With that said, you shouldn't file for bankruptcy at the first sign of financial distress. Regardless of the type of bankruptcy, you must consider the short- and long-term consequences of filing a bankruptcy petition. Bankruptcy is a last resort. The question is, when should you file for bankruptcy?
Here, we'll discuss how bankruptcy will impact your life. Sure, a bankruptcy discharge will get rid of most of your debt. It can also destroy your credit score. This article will explain how to decide whether bankruptcy is the best solution for you. Contact a skilled bankruptcy attorney near you if you choose to file a Chapter 7 or Chapter 13 bankruptcy case or if you need help deciding whether to file.
Evaluate Your Financial Situation Before You File
Many people in financial distress wonder if bankruptcy is the answer to their problems. Before you take this drastic step, you should consider your other options.
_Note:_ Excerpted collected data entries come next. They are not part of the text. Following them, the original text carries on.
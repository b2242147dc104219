//! Conditional logging macros gated on a module-level `ENABLE_LOGS` const.
//!
//! The tick loops log every capture and dispatch when enabled, which is far
//! too chatty for normal runs; each loop module declares
//! `const ENABLE_LOGS: bool = ...;` and flips it during debugging. The
//! macros are exported at the crate root.

#[macro_export]
macro_rules! log_info {
    ($($arg:tt)*) => {
        if ENABLE_LOGS {
            log::info!($($arg)*);
        }
    };
}

#[macro_export]
macro_rules! log_warn {
    ($($arg:tt)*) => {
        if ENABLE_LOGS {
            log::warn!($($arg)*);
        }
    };
}

#[macro_export]
macro_rules! log_debug {
    ($($arg:tt)*) => {
        if ENABLE_LOGS {
            log::debug!($($arg)*);
        }
    };
}
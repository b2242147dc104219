pub mod region;

pub use region::RegionPlan;

use image::RgbaImage;
use serde::{Deserialize, Serialize};

use crate::error::CaptureError;
use crate::models::{Point, Rgb, SampleGeometry};

/// Absolute screen rectangle to capture. Coordinates may be negative on
/// multi-monitor layouts.
#[derive(Debug, Clone, Copy, PartialEq, Eq, Serialize, Deserialize)]
#[serde(rename_all = "camelCase")]
pub struct CaptureRect {
    pub left: i32,
    pub top: i32,
    pub width: u32,
    pub height: u32,
}

impl CaptureRect {
    pub fn new(left: i32, top: i32, width: u32, height: u32) -> Self {
        Self {
            left,
            top,
            width,
            height,
        }
    }

    /// Minimal rect covering a single rule's sample area. Independent-rule
    /// loops capture this instead of the shared plan.
    pub fn for_geometry(geometry: &SampleGeometry) -> Self {
        let (origin, width, height) = geometry.bounds();
        Self::new(origin.x, origin.y, width, height)
    }

    pub fn contains(&self, point: Point) -> bool {
        point.x >= self.left
            && point.y >= self.top
            && point.x < self.left + self.width as i32
            && point.y < self.top + self.height as i32
    }

    pub fn area(&self) -> u64 {
        self.width as u64 * self.height as u64
    }
}

/// Captures pixel data for a rectangle. Pure data producer, no rule
/// knowledge; implementations wrap the platform screen-grab API and are
/// supplied by the embedding application.
pub trait FrameSource: Send + Sync {
    fn capture(&self, rect: &CaptureRect) -> Result<Frame, CaptureError>;
}

/// Pixel data for one captured rect, alive for a single tick.
#[derive(Debug)]
pub struct Frame {
    rect: CaptureRect,
    pixels: RgbaImage,
}

impl Frame {
    pub fn new(rect: CaptureRect, pixels: RgbaImage) -> Result<Self, CaptureError> {
        if pixels.width() != rect.width || pixels.height() != rect.height {
            return Err(CaptureError::SizeMismatch {
                want_w: rect.width,
                want_h: rect.height,
                got_w: pixels.width(),
                got_h: pixels.height(),
            });
        }
        Ok(Self { rect, pixels })
    }

    pub fn rect(&self) -> &CaptureRect {
        &self.rect
    }

    /// Color at an absolute screen coordinate, `None` when the point falls
    /// outside this frame's rect.
    pub fn color_at(&self, point: Point) -> Option<Rgb> {
        if !self.rect.contains(point) {
            return None;
        }
        let x = (point.x - self.rect.left) as u32;
        let y = (point.y - self.rect.top) as u32;
        let px = self.pixels.get_pixel(x, y);
        Some(Rgb::new(px[0], px[1], px[2]))
    }
}
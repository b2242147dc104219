//! Per-rule match predicate over captured frames.

use log::warn;

use crate::capture::Frame;
use crate::models::{Point, Rgb, Rule};

/// Evaluates one rule's raw match against the frames captured this tick.
///
/// Area mode requires every checkpoint to pass; inversion flips the
/// aggregate result, not each checkpoint. A checkpoint outside every frame
/// (e.g. a rule edited after the capture plan was computed) downgrades the
/// rule to non-match regardless of inversion — an unevaluated sample is
/// never a match.
pub fn raw_match(rule: &Rule, frames: &[Frame]) -> bool {
    // Sample everything first: if any checkpoint cannot be evaluated the
    // rule is a non-match, inverted or not.
    let mut samples = Vec::with_capacity(5);
    for (point, reference) in rule.geometry.checkpoints() {
        let Some(sampled) = sample(frames, point) else {
            warn!(
                "rule '{}': sample point ({}, {}) outside captured region, treating as non-match",
                rule.id, point.x, point.y
            );
            return false;
        };
        samples.push((sampled, reference));
    }

    let all_within = samples
        .iter()
        .all(|(sampled, reference)| sampled.within_tolerance(*reference, rule.tolerance));
    all_within != rule.inverted
}

fn sample(frames: &[Frame], point: Point) -> Option<Rgb> {
    frames.iter().find_map(|f| f.color_at(point))
}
Some of these options include:
- Talk to a credit counseling agency
- Trying to negotiate your debt or make a payment plan with your creditor
- Debt consolidation
- Meeting with a debt management or debt relief company
- Creating (and sticking to) a budget
If you've tried these other options and they didn't work, bankruptcy may be the thing to give you the fresh start you desperately need.
What Is Bankruptcy?
Before we discuss whether bankruptcy is the best option for you, it's worth describing the bankruptcy basics. The bankruptcy process allows debtors to get rid of most of the debts preventing them from enjoying financial freedom.
To some, bankruptcy is an unfair way for people to clear their debt. After all, if you owe the money, you should pay it back. However, circumstances change. You may lose your job. A family member may become seriously ill. It's nobody's business why you need to file bankruptcy. That is something for the bankruptcy trustee to think about.
Once you decide to file bankruptcy, you must determine what type of bankruptcy you'll file. There are two main types of bankruptcy filings for individual debtors: Chapter 7 bankruptcy and Chapter 13 bankruptcy.
If you know that you'll never be able to repay your debt, Chapter 7 is the best option. With a Chapter 7 bankruptcy case, the court generally will discharge your debt, and you will no longer be responsible for it.
If you are in over your head but can handle a long-term repayment plan, Chapter 13 may be the best option. In a Chapter 13 bankruptcy, the trustee will devise a fair repayment plan lasting three to five years.
In most cases, debtors pay back a portion of their debts. For example, the bankruptcy court judge may agree that you should pay your creditors 80% of your debt. Once you complete your Chapter 13 monthly payment plan, the court will discharge the remainder of your debts.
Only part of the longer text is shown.